BoNTA was first used to treat neurogenic DO  and . In 2005, we developed this study protocol to demonstrate efficacy at least comparable with modern anticholinergic drugs when there were no published randomised controlled trials (RCTs) of BoNTA in idiopathic DO. Some RCTs subsequently were published, and these are considered later. A 2009 expert consensus statement advocated caution in the use of BoNTA in idiopathic DO and recommended larger placebo-controlled studies . Our study contributes to that recommendation.
The trial was approved by the Scottish Multicentre Research Ethics Committee (04/MRE10/67), registered on Current Controlled Trials (ISRCTN26091555), May 26, 2005, and participants were recruited between July 2006 and November 2009 from eight UK hospitals.

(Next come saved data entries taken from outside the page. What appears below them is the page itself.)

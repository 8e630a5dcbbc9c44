//! Configuration management for engine settings and the host file

use crate::{Error, HostCredential, Result};
use serde::{Deserialize, Serialize};
use std::fs;
use std::path::{Path, PathBuf};
use std::time::Duration;

/// Current config version for migration support
pub const CONFIG_VERSION: u32 = 1;

/// Engine configuration
#[derive(Debug, Clone, PartialEq, Serialize, Deserialize)]
pub struct EngineConfig {
    pub version: u32,
    pub paths: PathsSection,
    pub network: NetworkSection,
    pub ssh: SshSection,
    pub provision: ProvisionSection,
}

/// Remote filesystem locations
#[derive(Debug, Clone, PartialEq, Serialize, Deserialize)]
pub struct PathsSection {
    /// Directory holding the canonical `<iface>.conf` files
    pub wireguard_dir: String,
    /// Directory holding key files and generated client configs
    pub deploy_dir: String,
    /// Where the provisioning script is uploaded
    pub script_path: String,
    /// Where the detached script writes its output
    pub log_path: String,
    /// Where the detached script's pid is recorded
    pub pid_path: String,
}

#[derive(Debug, Clone, PartialEq, Serialize, Deserialize)]
pub struct NetworkSection {
    /// Listen port of instance 0
    pub base_listen_port: u16,
    /// Listen port increment per instance ordinal
    pub listen_port_step: u16,
    /// First forwarded port of instance 0
    pub base_forward_port: u16,
    /// Forwarded ports per instance
    pub forward_range_size: u16,
    /// First two octets of every instance subnet
    pub subnet_prefix: String,
    /// DNS server written into client configs
    pub dns: String,
    /// PersistentKeepalive written into client configs
    pub persistent_keepalive: u16,
    /// Listen port assumed when nothing else is known
    pub default_listen_port: u16,
}

#[derive(Debug, Clone, PartialEq, Serialize, Deserialize)]
pub struct SshSection {
    pub connect_timeout_secs: u64,
    pub command_timeout_secs: u64,
}

#[derive(Debug, Clone, PartialEq, Serialize, Deserialize)]
pub struct ProvisionSection {
    pub poll_interval_ms: u64,
    pub timeout_secs: u64,
    /// Budget for the package manager run, which outlasts ordinary commands
    #[serde(default = "default_install_timeout_secs")]
    pub install_timeout_secs: u64,
}

fn default_install_timeout_secs() -> u64 {
    900
}

impl Default for EngineConfig {
    fn default() -> Self {
        let deploy_dir = "/root/VPS配置WG".to_string();
        Self {
            version: CONFIG_VERSION,
            paths: PathsSection {
                wireguard_dir: "/etc/wireguard".to_string(),
                script_path: "/root/wg-remote-provision.sh".to_string(),
                log_path: "/root/wg-remote-provision.log".to_string(),
                pid_path: "/root/wg-remote-provision.pid".to_string(),
                deploy_dir,
            },
            network: NetworkSection {
                base_listen_port: 52835,
                listen_port_step: 10,
                base_forward_port: 55835,
                forward_range_size: 1000,
                subnet_prefix: "10.0".to_string(),
                dns: "1.1.1.1".to_string(),
                persistent_keepalive: 25,
                default_listen_port: 51820,
            },
            ssh: SshSection {
                connect_timeout_secs: 30,
                command_timeout_secs: 120,
            },
            provision: ProvisionSection {
                poll_interval_ms: 3000,
                timeout_secs: 1800,
                install_timeout_secs: default_install_timeout_secs(),
            },
        }
    }
}

impl EngineConfig {
    /// Get the default config file path
    pub fn default_path() -> PathBuf {
        dirs::config_dir()
            .unwrap_or_else(|| PathBuf::from("~/.config"))
            .join("wg-remote")
            .join("config.toml")
    }

    /// Load config from file, or create default if not exists
    pub fn load_or_default() -> Result<Self> {
        let path = Self::default_path();
        if path.exists() {
            Self::load(&path)
        } else {
            let config = Self::default();
            config.save()?;
            Ok(config)
        }
    }

    /// Load config from a specific path
    pub fn load(path: &Path) -> Result<Self> {
        let content = fs::read_to_string(path)?;
        let config: Self = toml::from_str(&content)?;
        if config.version != CONFIG_VERSION {
            log::warn!(
                "config {} has version {}, expected {}",
                path.display(),
                config.version,
                CONFIG_VERSION
            );
        }
        config.validate()?;
        Ok(config)
    }

    /// Save config to the default path
    pub fn save(&self) -> Result<()> {
        let path = Self::default_path();
        self.save_to(&path)
    }

    /// Save config to a specific path
    pub fn save_to(&self, path: &Path) -> Result<()> {
        if let Some(parent) = path.parent() {
            fs::create_dir_all(parent)?;
        }
        let content = toml::to_string_pretty(self)?;
        fs::write(path, content)?;
        Ok(())
    }

    /// Validate the configuration
    pub fn validate(&self) -> Result<()> {
        if !self.paths.wireguard_dir.starts_with('/') || !self.paths.deploy_dir.starts_with('/') {
            return Err(Error::validation("Remote directories must be absolute paths"));
        }
        if self.network.listen_port_step == 0 {
            return Err(Error::validation("Listen port step must be greater than 0"));
        }
        if self.network.forward_range_size == 0 {
            return Err(Error::validation("Forward range size must be greater than 0"));
        }
        let octets: Vec<&str> = self.network.subnet_prefix.split('.').collect();
        if octets.len() != 2 || octets.iter().any(|o| o.parse::<u8>().is_err()) {
            return Err(Error::validation(
                "Subnet prefix must be two dotted octets, e.g. 10.0",
            ));
        }
        if self.provision.timeout_secs == 0 {
            return Err(Error::validation("Provision timeout must be greater than 0"));
        }
        if self.provision.install_timeout_secs == 0 {
            return Err(Error::validation("Install timeout must be greater than 0"));
        }
        Ok(())
    }

    /// Canonical server config path of an instance
    pub fn server_config_path(&self, instance: &str) -> String {
        format!("{}/{}.conf", self.paths.wireguard_dir, instance)
    }

    pub fn server_key_path(&self, instance: &str) -> String {
        format!("{}/{}-server.key", self.paths.deploy_dir, instance)
    }

    pub fn server_pub_path(&self, instance: &str) -> String {
        format!("{}/{}-server.pub", self.paths.deploy_dir, instance)
    }

    pub fn peer_key_path(&self, instance: &str, ordinal: u32) -> String {
        format!("{}/{}-peer{}.key", self.paths.deploy_dir, instance, ordinal)
    }

    pub fn peer_pub_path(&self, instance: &str, ordinal: u32) -> String {
        format!("{}/{}-peer{}.pub", self.paths.deploy_dir, instance, ordinal)
    }

    pub fn client_config_path(&self, instance: &str, ordinal: u32) -> String {
        format!(
            "{}/{}-peer{}-client.conf",
            self.paths.deploy_dir, instance, ordinal
        )
    }

    pub fn poll_interval(&self) -> Duration {
        Duration::from_millis(self.provision.poll_interval_ms)
    }

    pub fn provision_timeout(&self) -> Duration {
        Duration::from_secs(self.provision.timeout_secs)
    }

    pub fn install_timeout(&self) -> Duration {
        Duration::from_secs(self.provision.install_timeout_secs)
    }
}

/// Source of host credentials, keyed by server id
pub trait CredentialStore {
    fn credential(&self, server_id: &str) -> Option<HostCredential>;
}

/// TOML file listing the known hosts
#[derive(Debug, Clone, PartialEq, Serialize, Deserialize, Default)]
pub struct HostFile {
    #[serde(default)]
    pub hosts: Vec<HostCredential>,
}

impl HostFile {
    /// Get the default host file path
    pub fn default_path() -> PathBuf {
        dirs::config_dir()
            .unwrap_or_else(|| PathBuf::from("~/.config"))
            .join("wg-remote")
            .join("hosts.toml")
    }

    pub fn load(path: &Path) -> Result<Self> {
        if !path.exists() {
            return Ok(Self::default());
        }
        let content = fs::read_to_string(path)?;
        let file: Self = toml::from_str(&content)?;
        for host in &file.hosts {
            host.validate().map_err(Error::validation)?;
        }
        Ok(file)
    }

    pub fn save_to(&self, path: &Path) -> Result<()> {
        if let Some(parent) = path.parent() {
            fs::create_dir_all(parent)?;
        }
        let content = toml::to_string_pretty(self)?;
        fs::write(path, content)?;
        Ok(())
    }

    /// Add a host, rejecting duplicate ids
    pub fn add(&mut self, host: HostCredential) -> Result<()> {
        host.validate().map_err(Error::validation)?;
        if self.hosts.iter().any(|h| h.id == host.id) {
            return Err(Error::validation(format!(
                "Host with id '{}' already exists",
                host.id
            )));
        }
        self.hosts.push(host);
        Ok(())
    }
}

impl CredentialStore for HostFile {
    fn credential(&self, server_id: &str) -> Option<HostCredential> {
        self.hosts.iter().find(|h| h.id == server_id).cloned()
    }
}

#[cfg(test)]
mod tests {
    use super::*;
    use tempfile::tempdir;

    #[test]
    fn test_engine_config_default() {
        let config = EngineConfig::default();
        assert_eq!(config.version, CONFIG_VERSION);
        assert_eq!(config.network.base_listen_port, 52835);
        assert_eq!(config.network.forward_range_size, 1000);
        assert!(config.validate().is_ok());
    }

    #[test]
    fn test_engine_config_save_load() {
        let dir = tempdir().unwrap();
        let path = dir.path().join("config.toml");

        let mut config = EngineConfig::default();
        config.provision.poll_interval_ms = 500;
        config.save_to(&path).unwrap();

        let loaded = EngineConfig::load(&path).unwrap();
        assert_eq!(loaded, config);
    }

    #[test]
    fn test_install_timeout_defaults_when_absent() {
        let dir = tempdir().unwrap();
        let path = dir.path().join("config.toml");
        let text = toml::to_string_pretty(&EngineConfig::default())
            .unwrap()
            .replace("install_timeout_secs = 900\n", "");
        assert!(!text.contains("install_timeout_secs"));
        std::fs::write(&path, text).unwrap();

        let loaded = EngineConfig::load(&path).unwrap();
        assert_eq!(loaded.install_timeout(), Duration::from_secs(900));
    }

    #[test]
    fn test_invalid_subnet_prefix_rejected() {
        let mut config = EngineConfig::default();
        config.network.subnet_prefix = "10.0.0".to_string();
        assert!(config.validate().is_err());
    }

    #[test]
    fn test_remote_paths() {
        let config = EngineConfig::default();
        assert_eq!(config.server_config_path("wg0"), "/etc/wireguard/wg0.conf");
        assert!(config
            .client_config_path("wg1", 3)
            .ends_with("/wg1-peer3-client.conf"));
    }

    #[test]
    fn test_host_file() {
        let dir = tempdir().unwrap();
        let path = dir.path().join("hosts.toml");

        let mut file = HostFile::default();
        file.add(HostCredential::with_password(
            "vps-1",
            "203.0.113.5",
            "root",
            "secret",
        ))
        .unwrap();
        assert!(file
            .add(HostCredential::with_password("vps-1", "h", "root", "x"))
            .is_err());
        file.save_to(&path).unwrap();

        let loaded = HostFile::load(&path).unwrap();
        assert_eq!(loaded.credential("vps-1").unwrap().host, "203.0.113.5");
        assert!(loaded.credential("vps-2").is_none());
    }
}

Participants were women with OAB symptoms and DO on urodynamics within 2 yr of recruitment , deemed to be refractory to treatment: 8 wk of treatment with any anticholinergic drug and one or more of the following: improvement rated “a little better” or worse on the Patient Global Impression of Improvement (PGI-I) scale , verbal report of unacceptable improvement, treatment stopped because of side effects, and patients previously treatment with no benefit.
After stopping oral medication (no specified washout period), women completed a 3-d urinary diary data during the following 2 wk: at least eight voids and two “moderate” or “severe” urgency episodes per 24 h  were required. Incontinence was not an entry criterion. Women with urodynamic stress incontinence , neurologic disease, voiding dysfunction, or contraindications to onabotulinumtoxinA (onaBoNTA; BOTOX, Allergan, USA) were excluded.
Randomisation was on a 1:1 basis using computer-generated block randomisation with random block size of 4–10. Drugs were packaged by a third-party company in consecutively numbered identical drug packs. Telephone confirmation of pack number to the trial office was required before administration to ensure packs were used in order. Treatment was undertaken in a surgical suite in every case, under local or general anaesthesia. Drugs were reconstituted in the preparation room out of sight of the treating surgeon (active drug vials and placebo vials were not identical). Women received 200 IU of onaBoNTA or placebo (vacuum-dried 0.9% sodium chloride) diluted in 20 ml of normal saline (10 IU/ml), injected in 20 sites, sparing the trigone . Antibiotic prophylaxis was not required, but two centres administered intraoperative antibiotics.
2.1. Data collection
Women were reviewed at 6 wk and 3 mo (by post) and at 6 mo by a research nurse blinded to allocated treatment. Outcome data were urinary voiding frequency, incontinence episode frequency, and urgency episode frequency (moderate or severe on the Indevus Urgency Severity Scale [IUSS])  from a 3-d voiding diary; International Consultation on Incontinence Questionnaire short form (ICIQ-SF) score ; Incontinence Quality of Life (IQOL) questionnaire score ; complications; need for additional treatment during follow-up; and time to return of troublesome symptoms. We predefined a window for valid data: 6 wk (−2 wk to +2 wk), 3 mo (−2 wk to +4 wk), and 6 mo (−2 wk to +8 wk).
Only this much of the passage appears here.